I mentioned previously that I spent three days at the SSJD Convent Receiving the Appreciative Inquiry Training offered by the Clergy Leadership Institute. The instructor was Rev. Dr. Rob Voyle. Rob is psychologist with a great deal of clinical experience, as well an executive coach and even a former Cathedral Dean. He is an interesting guy whose life purpose is to be "Helpful, healing, and humorous."
Registration was limited to be about 25 people, and mostly that was composed of Senior Diocesan Leadership plus a dozen or so parish priests like myself. That made for an interesting dynamic, as when I was paired with Bishop Yu to do an interview designed to discover the deepest, most compelling personal motivations of the subject!
The "Appreciative Inquiry" framework has a lot to offer, and I've already had two opportunities to apply it. Last night I hosted a Stewardship Committee meeting in my home. We are prepared our fall Stewardship Campaign and are facing a substantial deficit as we do so.

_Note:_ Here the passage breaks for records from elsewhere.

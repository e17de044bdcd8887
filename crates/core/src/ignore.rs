//! Ignore policies.
//!
//! Bridging adapters (the leaves that touch files, images, and other outside
//! state) absorb the faults they know to be recoverable on their own. For
//! anything else they ask the [`ScanContext`]: if any installed
//! [`IgnoreException`] returns `true` the offending item is omitted,
//! otherwise the fault surfaces as an `Err` element of the scanned sequence.

use crate::context::ScanContext;
use crate::error::{ErrorKind, Result};
use std::any::type_name;
use std::collections::HashSet;
use std::error::Error as StdError;

/// Decides whether a fault caught during `operation` should be swallowed.
pub trait IgnoreException {
    fn ignore_exception(&self, operation: &str, error: &(dyn StdError + 'static)) -> bool;
}

impl<F> IgnoreException for F
where
    F: Fn(&str, &(dyn StdError + 'static)) -> bool,
{
    fn ignore_exception(&self, operation: &str, error: &(dyn StdError + 'static)) -> bool {
        self(operation, error)
    }
}

fn is_type<E: StdError + 'static>(error: &(dyn StdError + 'static)) -> bool {
    error.is::<E>()
}

/// Swallows faults of any registered error type, wherever it appears in the
/// error's [`source`](StdError::source) chain.
///
/// ```
/// use scry_core::{IgnoreByType, IgnoreException};
///
/// let policy = IgnoreByType::new().with::<std::io::Error>();
/// let error = std::io::Error::other("disk on fire");
/// assert!(policy.ignore_exception("read_image", &error));
/// ```
#[derive(Default)]
pub struct IgnoreByType {
    types: Vec<(&'static str, fn(&(dyn StdError + 'static)) -> bool)>,
}
impl IgnoreByType {
    pub fn new() -> Self {
        Self::default()
    }

    pub fn with<E: StdError + 'static>(mut self) -> Self {
        self.types.push((type_name::<E>(), is_type::<E>));
        self
    }

    pub fn type_names(&self) -> impl Iterator<Item = &'static str> + '_ {
        self.types.iter().map(|(name, _)| *name)
    }
}
impl IgnoreException for IgnoreByType {
    fn ignore_exception(&self, _operation: &str, error: &(dyn StdError + 'static)) -> bool {
        std::iter::successors(Some(error), |&e| e.source()).any(|e| self.types.iter().any(|(_, is_match)| is_match(e)))
    }
}

/// Swallows every fault raised by the named operations.
#[derive(Debug, Default, Clone)]
pub struct IgnoreOperations {
    operations: HashSet<String>,
}
impl IgnoreOperations {
    pub fn new(operations: impl IntoIterator<Item = impl Into<String>>) -> Self {
        Self {
            operations: operations.into_iter().map(Into::into).collect(),
        }
    }
}
impl IgnoreException for IgnoreOperations {
    fn ignore_exception(&self, operation: &str, _error: &(dyn StdError + 'static)) -> bool {
        self.operations.contains(operation)
    }
}

impl ScanContext {
    /// Resolve a fault caught by a bridging adapter.
    ///
    /// Returns `None` when an ignore policy swallowed the fault (omit the
    /// item), or the fault raised into this crate's error tree otherwise.
    pub fn recover<T, E>(&self, operation: &str, error: exn::Exn<E>) -> Option<Result<T>>
    where
        E: StdError + Send + Sync + 'static,
    {
        let cause: &E = &error;
        if self.ignore_exception(operation, cause) {
            tracing::debug!(operation, error = %cause, "Ignoring fault per scan context policy");
            return None;
        }
        Some(Err(error.raise(ErrorKind::Source(operation.to_string()))))
    }
}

Raising the giving in the parish by about 30% would fix it and get us back to a balanced budget, but raising giving by that kind of level is going to take some real excellent leadership from everyone involved in the campaign.
So I started the meeting by asking people to go around the room and tell us about something they really, really enjoy doing. When they finished sharing, I explained that this was an easy way to get toward an understanding of people's core values and passions. Knowing that makes moving forward on a group project far easier because it means you can put the builders in charge of building and the deal makers in charge of deal making, etc. The meeting went on and accomplished many things, though not without a few moments that really challenged my skillfulness as a small-group leader. As they left, people said they felt encouraged and enthusiastic about the work ahead, which is great sign.
The second application of Appreciative Inquiry techniques happened in a one-on-one pastoral care situation. Obviously, I can't share much about that, but I will say I was able to resolve a long-standing stuck-ness that had defied several other interventions. One of the things I noticed right away was a large degree of consonance between the method I was employing and the parishioner's therapeutic instincts. In other words, it felt like the right approach to both of us. The energy of the whole dynamic shifted noticeably and I'm really happy about that.
So, there you have it, my endorsement of Appreciative Inquiry. It works, simple as that.